In 1846 bad weather also affected the wheat and rye harvest. This lead to rising prices all over Central Europe, as now all major food crops had considerably lower yields. These food shortages forced people to kill most of their livestock, as they did not have any feed for it. But as many people slaughtered their animals at the same time, prices for meat plummeted (though they were still way to high for poor people).

This agricultural crisis lead to an economic crisis, as everybody had to use most of their money for food. Therefore, there wasn't anything left to buy other consumer goods. This in turn increased unemployment considerably, as many people in the consumer goods industry lost their jobs. Especially in cities this was a problem, as many people had moved their in the last decades and could not find any jobs to sustain themselves.

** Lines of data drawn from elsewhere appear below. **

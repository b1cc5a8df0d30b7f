//! Role markers stored in Deployment annotations
//!
//! The green/blue relationship lives entirely in annotations so it survives controller
//! restarts and can be rebuilt from the object graph on every pass.

use k8s_openapi::api::apps::v1::Deployment;
use std::collections::BTreeMap;

/// Prefix shared by every key this controller owns
pub const PREFIX: &str = "kubereplay.io/";

pub const MODE_ANNOTATION: &str = "kubereplay.io/mode";
pub const COUNTERPART_ANNOTATION: &str = "kubereplay.io/counterpart";
pub const REPLICAS_ANNOTATION: &str = "kubereplay.io/replicas";
pub const HARVESTER_ANNOTATION: &str = "kubereplay.io/harvester";

/// Label added to the shadow's metadata, pod template and selector
pub const ROLE_LABEL: &str = "kubereplay.io/role";

const MODE_GREEN: &str = "green";
const MODE_BLUE: &str = "blue";

/// Role of a Deployment within a green/blue pair
#[derive(Debug, Clone, Copy, PartialEq, Eq)]
pub enum Role {
    /// Not yet managed (or carrying a mode we don't recognize)
    Unset,
    /// Green: the user's original Deployment
    Primary,
    /// Blue: the copy carrying the capture sidecar
    Shadow,
}

impl Role {
    pub fn as_str(&self) -> &'static str {
        match self {
            Role::Unset => "unset",
            Role::Primary => MODE_GREEN,
            Role::Shadow => MODE_BLUE,
        }
    }
}

fn annotation<'a>(deployment: &'a Deployment, key: &str) -> Option<&'a str> {
    deployment
        .metadata
        .annotations
        .as_ref()
        .and_then(|a| a.get(key))
        .map(String::as_str)
}

fn annotations_mut(deployment: &mut Deployment) -> &mut BTreeMap<String, String> {
    deployment.metadata.annotations.get_or_insert_with(BTreeMap::new)
}

pub fn read_role(deployment: &Deployment) -> Role {
    match annotation(deployment, MODE_ANNOTATION) {
        Some(MODE_GREEN) => Role::Primary,
        Some(MODE_BLUE) => Role::Shadow,
        _ => Role::Unset,
    }
}

pub fn read_counterpart(deployment: &Deployment) -> Option<String> {
    annotation(deployment, COUNTERPART_ANNOTATION)
        .filter(|name| !name.is_empty())
        .map(str::to_string)
}

/// Replica count this controller last wrote; `None` if absent or unparsable
pub fn read_applied_replicas(deployment: &Deployment) -> Option<i32> {
    annotation(deployment, REPLICAS_ANNOTATION).and_then(|v| v.trim().parse().ok())
}

pub fn read_harvester(deployment: &Deployment) -> Option<String> {
    annotation(deployment, HARVESTER_ANNOTATION).map(str::to_string)
}

pub fn write_shadow_markers(deployment: &mut Deployment, counterpart: &str, harvester: &str) {
    let annotations = annotations_mut(deployment);
    annotations.insert(MODE_ANNOTATION.to_string(), MODE_BLUE.to_string());
    annotations.insert(COUNTERPART_ANNOTATION.to_string(), counterpart.to_string());
    annotations.insert(HARVESTER_ANNOTATION.to_string(), harvester.to_string());
}

pub fn write_primary_markers(
    deployment: &mut Deployment,
    counterpart: &str,
    harvester: &str,
    applied: i32,
) {
    let annotations = annotations_mut(deployment);
    annotations.insert(MODE_ANNOTATION.to_string(), MODE_GREEN.to_string());
    annotations.insert(COUNTERPART_ANNOTATION.to_string(), counterpart.to_string());
    annotations.insert(HARVESTER_ANNOTATION.to_string(), harvester.to_string());
    write_applied_replicas(deployment, applied);
}

pub fn write_applied_replicas(deployment: &mut Deployment, applied: i32) {
    annotations_mut(deployment).insert(REPLICAS_ANNOTATION.to_string(), applied.to_string());
}

/// Remove every key owned by this controller
pub fn strip_markers(annotations: &mut BTreeMap<String, String>) {
    annotations.retain(|key, _| !key.starts_with(PREFIX));
}

#[cfg(test)]
mod tests {
    use super::*;
    use k8s_openapi::apimachinery::pkg::apis::meta::v1::ObjectMeta;

    fn deployment_with(annotations: &[(&str, &str)]) -> Deployment {
        Deployment {
            metadata: ObjectMeta {
                name: Some("web".to_string()),
                annotations: Some(
                    annotations
                        .iter()
                        .map(|(k, v)| (k.to_string(), v.to_string()))
                        .collect(),
                ),
                ..Default::default()
            },
            ..Default::default()
        }
    }

    #[test]
    fn test_read_role() {
        assert_eq!(read_role(&Deployment::default()), Role::Unset);
        assert_eq!(read_role(&deployment_with(&[(MODE_ANNOTATION, "green")])), Role::Primary);
        assert_eq!(read_role(&deployment_with(&[(MODE_ANNOTATION, "blue")])), Role::Shadow);
        assert_eq!(read_role(&deployment_with(&[(MODE_ANNOTATION, "purple")])), Role::Unset);
    }

    #[test]
    fn test_read_applied_replicas_ignores_garbage() {
        assert_eq!(
            read_applied_replicas(&deployment_with(&[(REPLICAS_ANNOTATION, "7")])),
            Some(7)
        );
        assert_eq!(
            read_applied_replicas(&deployment_with(&[(REPLICAS_ANNOTATION, "seven")])),
            None
        );
        assert_eq!(read_applied_replicas(&Deployment::default()), None);
    }

    #[test]
    fn test_empty_counterpart_reads_as_missing() {
        let deployment = deployment_with(&[(COUNTERPART_ANNOTATION, "")]);
        assert_eq!(read_counterpart(&deployment), None);
    }

    #[test]
    fn test_primary_markers_round_trip() {
        let mut deployment = Deployment::default();
        write_primary_markers(&mut deployment, "web-blue", "capture", 7);

        assert_eq!(read_role(&deployment), Role::Primary);
        assert_eq!(read_counterpart(&deployment).as_deref(), Some("web-blue"));
        assert_eq!(read_harvester(&deployment).as_deref(), Some("capture"));
        assert_eq!(read_applied_replicas(&deployment), Some(7));
    }

    #[test]
    fn test_writing_markers_twice_is_idempotent() {
        let mut once = deployment_with(&[("team", "shop")]);
        write_shadow_markers(&mut once, "web", "capture");
        write_applied_replicas(&mut once, 3);

        let mut twice = once.clone();
        write_shadow_markers(&mut twice, "web", "capture");
        write_applied_replicas(&mut twice, 3);

        assert_eq!(once.metadata.annotations, twice.metadata.annotations);
    }

    #[test]
    fn test_strip_markers_keeps_foreign_keys() {
        let mut deployment = deployment_with(&[("team", "shop")]);
        write_primary_markers(&mut deployment, "web-blue", "capture", 7);

        let annotations = deployment.metadata.annotations.as_mut().unwrap();
        strip_markers(annotations);

        assert_eq!(annotations.len(), 1);
        assert_eq!(annotations.get("team").map(String::as_str), Some("shop"));
    }
}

So, after the agricultural crisis in 1845 and 1846 were followed with an economic crisis in 1846 and 1847, next came an financial crisis in 1847. The financial crisis was mainly driven by the bursting of a bubble around building railroads. In the 1830s and  1840s many railroad projects were started, but most were crap. The bubble burst in 1847 after states started to rise interest rates to consolidate their finances in the economic crisis. In addition, the food crisis diverted funds away from the railroads and this showed that most of the projects could only continue if they got more money continuously. When this did not happen they crashed and with them everyone who had invested their money. This again led to more unemployment as all the railroad companies closed and due to a lack of available loans many smaller businesses went bankrupt, making even more people lose their job.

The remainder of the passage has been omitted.